# [PROBLEM TO WORK ON]
Within the records below is a range that opens at the line with "cleared, which is" and closes at the line with "for frame in". Return that range word for word, both ends included, and only that range.

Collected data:
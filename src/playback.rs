use anyhow::{Context, Result};
use std::sync::atomic::{AtomicBool, Ordering};
use std::sync::Arc;
use std::time::Duration;
use tracing::{debug, info};

use crate::clock::{Clock, Pacer};
use crate::frame_buffer::PackedFrames;
use crate::geometry::PanelSize;
use crate::panel::Panel;
use crate::transport::Transport;

/// Streams packed frames to the panel at a fixed period until stopped
pub struct Player {
    frames: PackedFrames,
    period: Duration,
    running: Arc<AtomicBool>,
}

impl Player {
    pub fn new(frames: PackedFrames, period: Duration) -> Self {
        Player {
            frames,
            period,
            running: Arc::new(AtomicBool::new(true)),
        }
    }

    /// Get a clone of the running flag for signal handlers
    pub fn get_running_flag(&self) -> Arc<AtomicBool> {
        Arc::clone(&self.running)
    }

    /// Loop over the frames until the running flag is cleared, which is
    /// checked between frames. Returns the number of frames written.
    pub fn run<T: Transport, C: Clock>(&self, panel: &mut Panel<T>, clock: &C) -> Result<u64> {
        let size = PanelSize::PANEL;
        let mut pacer = Pacer::start(clock, self.period).context("Failed to read monotonic clock")?;
        let cycle_start = clock.now().context("Failed to read monotonic clock")?;

        info!(
            "Playing {} frames every {} ms (Press Ctrl-C to stop)",
            self.frames.frame_count(),
            self.period.as_millis()
        );

        let mut written = 0u64;
        let mut cycles = 0u64;
        'playback: while self.running.load(Ordering::Relaxed) {
            for frame in self.frames.frames() {
                if !self.running.load(Ordering::Relaxed) {
                    break 'playback;
                }
                panel.set_column_range(0, size.last_column())?;
                panel.set_row_range(0, size.last_row())?;
                panel.write_memory(frame)?;
                written += 1;

                pacer.wait(clock).context("Failed to sleep until next frame")?;
            }

            cycles += 1;
            let elapsed = clock
                .now()
                .context("Failed to read monotonic clock")?
                .duration_since(cycle_start);
            let fps = written as f64 / elapsed.as_secs_f64().max(f64::EPSILON);
            debug!("[Stats] Cycle {}: {} frames written, {:.1} fps", cycles, written, fps);
        }

        info!("Playback stopped after {} frames", written);
        Ok(written)
    }
}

# [SOLUTION TO THIS EXERCISE]
    /// Loop over the frames until the running flag is cleared, which is
    /// checked between frames. Returns the number of frames written.
    pub fn run<T: Transport, C: Clock>(&self, panel: &mut Panel<T>, clock: &C) -> Result<u64> {
        let size = PanelSize::PANEL;
        let mut pacer = Pacer::start(clock, self.period).context("Failed to read monotonic clock")?;
        let cycle_start = clock.now().context("Failed to read monotonic clock")?;

        info!(
            "Playing {} frames every {} ms (Press Ctrl-C to stop)",
            self.frames.frame_count(),
            self.period.as_millis()
        );

        let mut written = 0u64;
        let mut cycles = 0u64;
        'playback: while self.running.load(Ordering::Relaxed) {
            for frame in self.frames.frames() {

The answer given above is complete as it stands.